- Born: 25 October 1938 Welshpool, Wales
- Died: 25 June 2014 (aged 75)
- Education: Cambridge University
- Occupation: Campaigner
- Spouse: John

= Ann Mercy Hunt =

(1938–2014), medical researcher and campaigner

Ann Mercy Hunt MBE (25 October 1938 – 25 June 2014) was a British medical researcher and campaigner. She co-founded the Tuberous Sclerosis Association and became a researcher into the tuberous sclerosis complex. Her youngest son died from the condition aged 13. In 1997 the TSC2 gene was identified by a European consortium supported by her organisation.

==Life==
Hunt was born in Welshpool in 1938. Hunt went to City of London School for Girls before taking Chemistry at Cambridge University. She married John Hunt as they both worked in research in America and in the UK, where she learnt about research techniques. John became an academic in Oxford.

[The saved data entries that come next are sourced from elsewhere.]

//! astforge: grammar-driven program generator
//!
//! Builds typed instruction trees for a small process-control test language
//! from prefix-notation tokens, following a grammar loaded from YAML or TOML.
//! A seeded corruption path can turn some instructions into deliberately
//! invalid ones, for exercising downstream validators.
//!
//! # Architecture
//!
//! ```text
//! source ─► lexer ─► TokenReader ─► Parser ─► Vec<Instruction>
//!                                     │
//!                     Grammar ────────┤
//!                     IdentifierRegister + VariableIdAllocator
//! ```
//!
//! # Example
//!
//! ```
//! use astforge::{Grammar, IdentifierRegister, Parser, TokenReader, VariableIdAllocator};
//!
//! let grammar = Grammar::from_yaml_str(r#"
//! terminator: ";"
//! instructions:
//!   - { name: Assignment, token: let, operands: [assignment] }
//! expressions:
//!   - { name: Addition, token: "+", kind: arithmetic, operator: add }
//! "#).unwrap();
//!
//! let mut parser = Parser::new(grammar);
//! parser.set_pure_run();
//!
//! let mut reader = TokenReader::from_source("let x + 1 2 ;").unwrap();
//! let mut instructions = Vec::new();
//! let mut register = IdentifierRegister::new();
//! let mut allocator = VariableIdAllocator::new();
//!
//! parser
//!     .get_instruction(&mut reader, &mut instructions, &mut register, &mut allocator)
//!     .unwrap();
//! assert_eq!(instructions[0].to_string(), "Assignment (x#0 = (1 + 2))");
//! ```

pub mod ast;
pub mod config;
pub mod error;
pub mod grammar;
pub mod lexer;
pub mod parser;
pub mod reader;
pub mod symbols;

pub use ast::{Expression, Instruction, Mutation};
pub use config::{CorruptionConfig, GeneratorConfig, DEFAULT_MAX_RECURSION_DEPTH};
pub use error::{ErrorKind, ParseError, Status};
pub use grammar::{Grammar, GrammarError};
pub use parser::{ParseAllError, Parser};
pub use reader::{Reader, TokenReader};
pub use symbols::{IdentifierRegister, VariableId, VariableIdAllocator};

She had a son who suffered from Tuberous Sclerosis and she was surprised to find that there was so little information or research into the condition. Her youngest son died from the condition aged 13.

She founded the Tuberous Sclerosis Association in 1977. Ann got involved with the research required and worked on a database of the behavioural and physical aspects of the disease. She used these to publish academic papers on the condition and in 1993 she became the TSA's research director. She was credited with making the research happen. In 1997 the TSC2 gene was identified by a European consortium supported by her organisation. The gene's identification enabled a test to be created and the development of drugs that can be used to treat the condition.

In 2002 she received an MBE for her work with the Tuberous Sclerosis Association. Her husband, John, died in 2012 and she died in 2014.